ANCHORAGE (KTUU) - It’s been more than a month since Alaska’s Kikkan Randall and her Team U.S.A. teammate Jessie Diggins made Olympic history, with the United States’ first women’s cross-country skiing Olympic medal, and the first gold for the U.S. for men and women.
It’s been a long journey to the podium for the Alaska-grown athlete, who dreamed of the moment since she was a young girl.
But the support the five-time Olympian has seen from her family and the community helped her pave the way for America’s future in cross-country skiing.
“It’s special to come from a place like Alaska and how many people have been a part of making that happen, and so I’m so glad that we all get to feel a little piece of it and celebrate together,” Randall told Channel 2 Monday, a day after she returned from the World Cup circuit. Randall said many Alaskans who stayed up late watching her gold medal victory this year did the same in Sochi four years ago.
“We all went through this experience four years ago together,” she said. “And when the day came and went, I left it all out on the snow, but I got eliminated in the quarterfinals by five hundredths of a second, and all of Alaska was up in the middle of the night watching that happen, and they went through that with me.”
That team spirit helped her focus on building the success of Team USA, and inspired her to continue competing this year in her fifth Olympic Games.
“When I got on the U.S. Ski team, and I was the only woman, I just, I wanted a team around,” Randall said. “I knew that was going to be what I needed to be successful, but I knew that was also what was going to make the journey most rewarding.”
Randall says it was the team she’s helped build around her that inspired her to compete beyond Sochi, even if it meant she wasn’t competing in the race in which she and Diggins found victory. “Going into these games, I didn’t even know what races I would get to do, because in creating this team, I’ve created these women that are stronger than me a lot of days,” she said.
Randall hopes that her success has opened up new worlds for Alaska’s young athletes.
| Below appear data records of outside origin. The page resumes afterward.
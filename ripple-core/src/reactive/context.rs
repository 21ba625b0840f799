//! Active Tracking Context
//!
//! The tracking context records which watcher is currently evaluating, so
//! that a dependency read during the evaluation can attribute the read to it.
//!
//! # Implementation
//!
//! We use a thread-local stack of targets. A watcher pushes itself right
//! before running its computation and pops itself right after. The current
//! target is the top of the stack, which lets evaluations nest: a computed
//! value read during a render pass evaluates under its own target and hands
//! the outer render watcher back when it finishes.
//!
//! Entries may also be `None`, which suspends tracking for a region (see
//! [`untracked`]) without disturbing the outer targets.

use std::cell::RefCell;
use std::marker::PhantomData;

use super::subscriber::WatcherId;
use super::watcher::Watcher;

thread_local! {
    static TARGET_STACK: RefCell<Vec<Option<Watcher>>> = RefCell::new(Vec::new());
}

/// Guard that pops the tracking target when dropped.
///
/// Popping happens in `Drop`, so the stack stays balanced even if the
/// computation panics.
pub struct TrackingScope {
    expected: Option<WatcherId>,
    // The stack is thread-local; a scope must be dropped on the thread that
    // created it.
    _not_send: PhantomData<*const ()>,
}

impl TrackingScope {
    /// Make `watcher` the current tracking target until the guard drops.
    pub fn enter(watcher: &Watcher) -> Self {
        TARGET_STACK.with(|stack| stack.borrow_mut().push(Some(watcher.clone())));
        Self {
            expected: Some(watcher.id()),
            _not_send: PhantomData,
        }
    }

    /// Suspend tracking until the guard drops.
    pub fn pause() -> Self {
        TARGET_STACK.with(|stack| stack.borrow_mut().push(None));
        Self {
            expected: None,
            _not_send: PhantomData,
        }
    }
}

impl Drop for TrackingScope {
    fn drop(&mut self) {
        let popped = TARGET_STACK.with(|stack| stack.borrow_mut().pop());

        // A mismatch means an inner evaluation leaked its target.
        if let Some(entry) = popped {
            debug_assert_eq!(
                entry.as_ref().map(Watcher::id),
                self.expected,
                "tracking scope mismatch"
            );
        }
    }
}

/// Get the watcher currently being evaluated, if any.
pub fn current() -> Option<Watcher> {
    TARGET_STACK.with(|stack| stack.borrow().last().cloned().flatten())
}

/// Check whether reads are currently being attributed to a watcher.
pub fn is_tracking() -> bool {
    TARGET_STACK.with(|stack| matches!(stack.borrow().last(), Some(Some(_))))
}

/// Number of nested evaluations on this thread, paused regions included.
pub fn depth() -> usize {
    TARGET_STACK.with(|stack| stack.borrow().len())
}

/// Run `f` without recording any dependency reads.
pub fn untracked<R>(f: impl FnOnce() -> R) -> R {
    let _scope = TrackingScope::pause();
    f()
}

#[cfg(test)]
mod tests {
    use super::*;
    use crate::reactive::{Expression, WatcherOptions};
    use crate::Value;

    fn idle_watcher() -> Watcher {
        let options = WatcherOptions {
            lazy: true,
            ..WatcherOptions::default()
        };
        Watcher::new(Value::Null, Expression::function(|_| Value::Null), None, options)
            .expect("function expressions always construct")
    }

    #[test]
    fn scope_sets_and_restores_target() {
        let watcher = idle_watcher();

        assert!(!is_tracking());
        assert!(current().is_none());

        {
            let _scope = TrackingScope::enter(&watcher);
            assert!(is_tracking());
            assert_eq!(current().map(|w| w.id()), Some(watcher.id()));
        }

        assert!(!is_tracking());
        assert_eq!(depth(), 0);
    }

    #[test]
    fn nested_scopes_restore_outer_target() {
        let outer = idle_watcher();
        let inner = idle_watcher();

        let _outer_scope = TrackingScope::enter(&outer);
        {
            let _inner_scope = TrackingScope::enter(&inner);
            assert_eq!(current().map(|w| w.id()), Some(inner.id()));
            assert_eq!(depth(), 2);
        }

        // The inner evaluation must not clobber the outer one.
        assert_eq!(current().map(|w| w.id()), Some(outer.id()));
    }

    #[test]
    fn untracked_suspends_tracking() {
        let watcher = idle_watcher();
        let _scope = TrackingScope::enter(&watcher);

        let inside = untracked(|| (is_tracking(), current().is_none()));
        assert_eq!(inside, (false, true));

        assert!(is_tracking());
    }

    #[test]
    fn scope_pops_on_panic() {
        let watcher = idle_watcher();
        let result = std::panic::catch_unwind(std::panic::AssertUnwindSafe(|| {
            let _scope = TrackingScope::enter(&watcher);
            panic!("computation failed");
        }));

        assert!(result.is_err());
        assert_eq!(depth(), 0);
    }
}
More than half the U.S. Cross-country ski team was from Alaska programs.
“I hope what I’ve been able to do is show that being a professional cross country skier is a great lifestyle, that you can not be afraid to set these big goals of trying to be best in the world, you know. We have a path now for how to get there,” Randall said. “I hope we get some of our talented kids kindof thinking that pathway and knowing it’s possible.”
Randall also is proud to see the exposure her sport has received from her and Diggins’ success. “It’s so fun to see how many people got to experience their first cross-country ski race,” she said. “We had Patrick Dempsey comment on one of our Instagram posts, congratulating us on an amazing race – when McDreamy is watching cross-country skiing, I think we’ve really taken it to another level,” she joked.
With her gold medal aspirations achieved, it’s now time for Randall to turn the page to a new chapter, away from Alaska – at least for some of the time. Randall, her husband and their young son, Breck, are moving to British Columbia soon. “I’m so happy to have wrapped it up with this fairy tale ending, but I’m also really looking forward to the next chapter,” she said. Watching her son’s pursuits – he’s already been on skis, she said – and focusing on her husband’s endeavors are on that list.
But she doesn’t expect some aspects of her life to change that much.
In a back-to-back victory, the day after her gold medal performance, Randall found out she’d been elected to the International Olympic Committee’s athlete’s commission, which gives input to the committee from the athletes’ perspective. Randall will attend every Olympics for the next eight years. “That role, no matter where I was going to be based, was going to be taking me over there, and keeping me really involved in the sport, which I think is cool, and I can take my five Olympics of experience and hopefully help strengthen the Olympic movement for the next generation to come.” Randall said.
She also plans to dedicate more time to her organization Fast and Female, which brings good role models in to inspire girls to compete in sports. She pointed out that while racing the World Cup and in the Olympics, she was often not back in Alaska for more than three weeks at a time.
“While I’ll be leaving Alaska as my permanent residence,” Randall says, “I am really excited to still stay very connected, to come back and forth, because I love it here, I love the people here, and I definitely want to stay connected.”